Mittwoch, 16.01.2019

Mathe kann Spaß machen

Leserbrief

Goslar. Wie ging nochmal der Satz des Pythagoras? Und wie berechne ich eigentlich die Steigung einer Kurve? Oft werden Schüler im Matheunterricht von diesen Fragen geradezu in den Wahnsinn getrieben. Manchmal sind sie so verloren im Zahlen-Dschungel, dass auch der Blick ins Mathebuch nicht weiterhilft.

An dieser Stelle setzt die Wanderausstellung des Mathematikums in Gießen an, die zurzeit in den Berufsbildenden Schulen (BBS) Am Stadtgarten zu Gast ist. Unter dem Motto „Mathematik zum Anfassen“ erkunden Schüler anhand von rund 30 Exponaten mathematische und physikalische Phänomene.

Lehrerin Cindy Schlüter, die die Ausstellung mitorganisiert hat, erklärt, dass die Versuche an den Schulunterricht anknüpfen. Was die Jugendliche dort gelernt haben, können sie bei den Versuchen vertiefen. Die Exponate richten sich hauptsächlich an Schüler der 9. bis 13. Klassen.

Mathematikum in der BBS

Die ersten, die sich mit den Exponaten auseinandersetzen, sind Elft- und Zwölftklässler der Goslarer BBS. Am Anfang noch etwas unkoordiniert, finden sie sich in Teams aufgeteilt bei den Stationen ein und legen gleich los. „Man kann etwas lernen, ohne vorher etwas wissen zu müssen“, sagt die 18-jährige Natascha Scholz. Ihr gefällt, dass beim Mathematikum die Praxis und nicht die Theorie im Vordergrund steht. „Wir können alles selbst ausprobieren“, sagt die gleichaltrige Lisa-Marie Merkler und fängt an zu puzzeln. Die Zwölftklässler leiten mithilfe von Dreiecken und Quadraten den Satz des Pythagoras her.

Einige Herausforderungen

Jasna Neuenfeldt und Sandra Rieke erkunden währenddessen an einer anderen Station das sogenannte Problem des Handlungsreisenden. Vor ihnen liegt eine Deutschlandkarte aus Holz, auf der die 16 Landeshauptstädte markiert sind. Die Schülerinnen müssen die kürzeste Route finden, die alle Städte miteinander verbindet und mit einer Schnur nachgelegt werden soll.
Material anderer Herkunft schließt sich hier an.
//! Chart segmentation and planar parameterization.

use std::collections::{HashMap, VecDeque};

use glam::{Vec2, Vec3};

use super::{ChartOptions, InputMesh};

/// A connected set of faces projected onto one plane.
pub(crate) struct Chart {
    pub mesh: usize,
    /// Faces in ascending order.
    pub faces: Vec<u32>,
    /// Input vertex of each chart-local vertex.
    pub vertices: Vec<u32>,
    /// Three chart-local vertices per face, parallel to `faces`.
    pub local_indices: Vec<u32>,
    /// Chart-local UVs in world units, minimum corner at the origin.
    pub uvs: Vec<Vec2>,
    pub extent: Vec2,
    /// Surface area in world units.
    pub area: f32,
}

pub(crate) fn build_charts(mesh: &InputMesh, mesh_index: usize, options: &ChartOptions) -> Vec<Chart> {
    let face_count = mesh.face_count();
    let welded = weld(&mesh.positions);
    let normals: Vec<Vec3> = (0..face_count).map(|f| face_normal(mesh, f)).collect();

    let edge_key = |face: usize, edge: usize| -> Option<(u32, u32)> {
        let a = welded[mesh.indices[face * 3 + edge] as usize];
        let b = welded[mesh.indices[face * 3 + (edge + 1) % 3] as usize];
        (a != b).then(|| (a.min(b), a.max(b)))
    };

    let mut edge_faces: HashMap<(u32, u32), Vec<u32>> = HashMap::new();
    for face in 0..face_count {
        for edge in 0..3 {
            if let Some(key) = edge_key(face, edge) {
                edge_faces.entry(key).or_default().push(face as u32);
            }
        }
    }

    let min_cos = options.max_normal_deviation.to_radians().cos();
    let mut assigned = vec![false; face_count];
    let mut charts = Vec::new();

    for seed in 0..face_count {
        if assigned[seed] {
            continue;
        }
        assigned[seed] = true;
        let seed_normal = normals[seed];
        let material = mesh.face_material(seed);

        let mut faces = vec![seed as u32];
        let mut queue = VecDeque::from([seed]);
        while let Some(face) = queue.pop_front() {
            for edge in 0..3 {
                let Some(neighbors) = edge_key(face, edge).and_then(|k| edge_faces.get(&k)) else {
                    continue;
                };
                for &next in neighbors {
                    let next = next as usize;
                    if assigned[next]
                        || mesh.face_material(next) != material
                        || normals[next].dot(seed_normal) < min_cos
                    {
                        continue;
                    }
                    assigned[next] = true;
                    faces.push(next as u32);
                    queue.push_back(next);
                }
            }
        }
        faces.sort_unstable();
        charts.push(parameterize(mesh, mesh_index, faces, seed_normal, options.fix_winding));
    }
    charts
}

/// Canonical vertex per position, so that split vertices stay connected.
fn weld(positions: &[Vec3]) -> Vec<u32> {
    let mut first: HashMap<[u32; 3], u32> = HashMap::with_capacity(positions.len());
    positions
        .iter()
        .enumerate()
        .map(|(i, p)| {
            // -0.0 and 0.0 are the same point
            let key = (*p + Vec3::ZERO).to_array().map(f32::to_bits);
            *first.entry(key).or_insert(i as u32)
        })
        .collect()
}

fn face_normal(mesh: &InputMesh, face: usize) -> Vec3 {
    let corner = |c: usize| mesh.indices[face * 3 + c] as usize;
    let (a, b, c) = (corner(0), corner(1), corner(2));
    let p = &mesh.positions;
    let n = (p[b] - p[a]).cross(p[c] - p[a]);
    if let Some(n) = n.try_normalize() {
        return n;
    }
    // Degenerate triangle: fall back to the declared vertex normals.
    if !mesh.normals.is_empty() {
        if let Some(n) = (mesh.normals[a] + mesh.normals[b] + mesh.normals[c]).try_normalize() {
            return n;
        }
    }
    Vec3::Z
}

fn parameterize(mesh: &InputMesh, mesh_index: usize, faces: Vec<u32>, normal: Vec3, fix_winding: bool) -> Chart {
    let (u_axis, v_axis) = normal.any_orthonormal_pair();

    let mut local_of: HashMap<u32, u32> = HashMap::new();
    let mut vertices = Vec::new();
    let mut local_indices = Vec::with_capacity(faces.len() * 3);
    for &face in &faces {
        for corner in 0..3 {
            let input = mesh.indices[face as usize * 3 + corner];
            let local = *local_of.entry(input).or_insert_with(|| {
                vertices.push(input);
                vertices.len() as u32 - 1
            });
            local_indices.push(local);
        }
    }

    let mut uvs: Vec<Vec2> = vertices
        .iter()
        .map(|&v| {
            let p = mesh.positions[v as usize];
            Vec2::new(p.dot(u_axis), p.dot(v_axis))
        })
        .collect();

    let mut area = 0.0;
    let mut signed_uv_area = 0.0;
    for (tri, &face) in local_indices.chunks_exact(3).zip(&faces) {
        let [a, b, c] = [tri[0], tri[1], tri[2]].map(|i| uvs[i as usize]);
        signed_uv_area += (b - a).perp_dot(c - a);
        let corner = |k: usize| mesh.positions[mesh.indices[face as usize * 3 + k] as usize];
        area += 0.5 * (corner(1) - corner(0)).cross(corner(2) - corner(0)).length();
    }
    if fix_winding && signed_uv_area < 0.0 {
        for uv in &mut uvs {
            uv.x = -uv.x;
        }
    }

    let min = uvs.iter().copied().fold(Vec2::splat(f32::INFINITY), Vec2::min);
    let max = uvs.iter().copied().fold(Vec2::splat(f32::NEG_INFINITY), Vec2::max);
    for uv in &mut uvs {
        *uv -= min;
    }

    Chart {
        mesh: mesh_index,
        faces,
        vertices,
        local_indices,
        uvs,
        extent: max - min,
        area,
    }
}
Aber: „Irgendwie ist das nicht so leicht. Das Band ist zu kurz“, sagen die beiden verzweifelt. Sandra wirft ein, dass sie auch bei anderen Stationen bereits „herausgefordert“ wurden. Die Schülerinnen finden das Mathematikum besser als den normalen Unterricht. Bei den Exponaten werde die Logik geschult. „Das ist zum Beispiel gut für Einstellungstests“, meint die 18-jährige Sandra.

Mathematikum in der BBS

Das Exponat, das bei den Schülern besonders gut ankommt, heißt „Ich bin eine Funktion“. Dabei bewegen sich die Schüler auf einer vier Meter langen Strecke vor und zurück. Ihre Positionen werden von einer Fotozelle erfasst und auf einen Bildschirm übertragen, auf dem eine Kurve abgebildet ist. Jetzt müssen die Jugendlichen mit ihren Bewegungen die Funktion nachahmen. So beschäftigen sie sich spielerisch mit dem Verlauf des Graphen. BBS-Schulleiterin Anke Thumann sagt: „Da bekommt man ein körperliches Gefühl für Mathe.“

Mathematikum in der BBS

Noch bis Ende kommender Woche ist die Wanderausstellung des Mathematikums in der BBS geöffnet. An den Vormittagen sind Schüler anderer Schulen eingeladen. Dienstag- und Mittwochnachmittag, jeweils von 13 bis 15 Uhr, können alle Interessierten ohne Anmeldung die Ausstellung besuchen. Der Eintritt ist frei.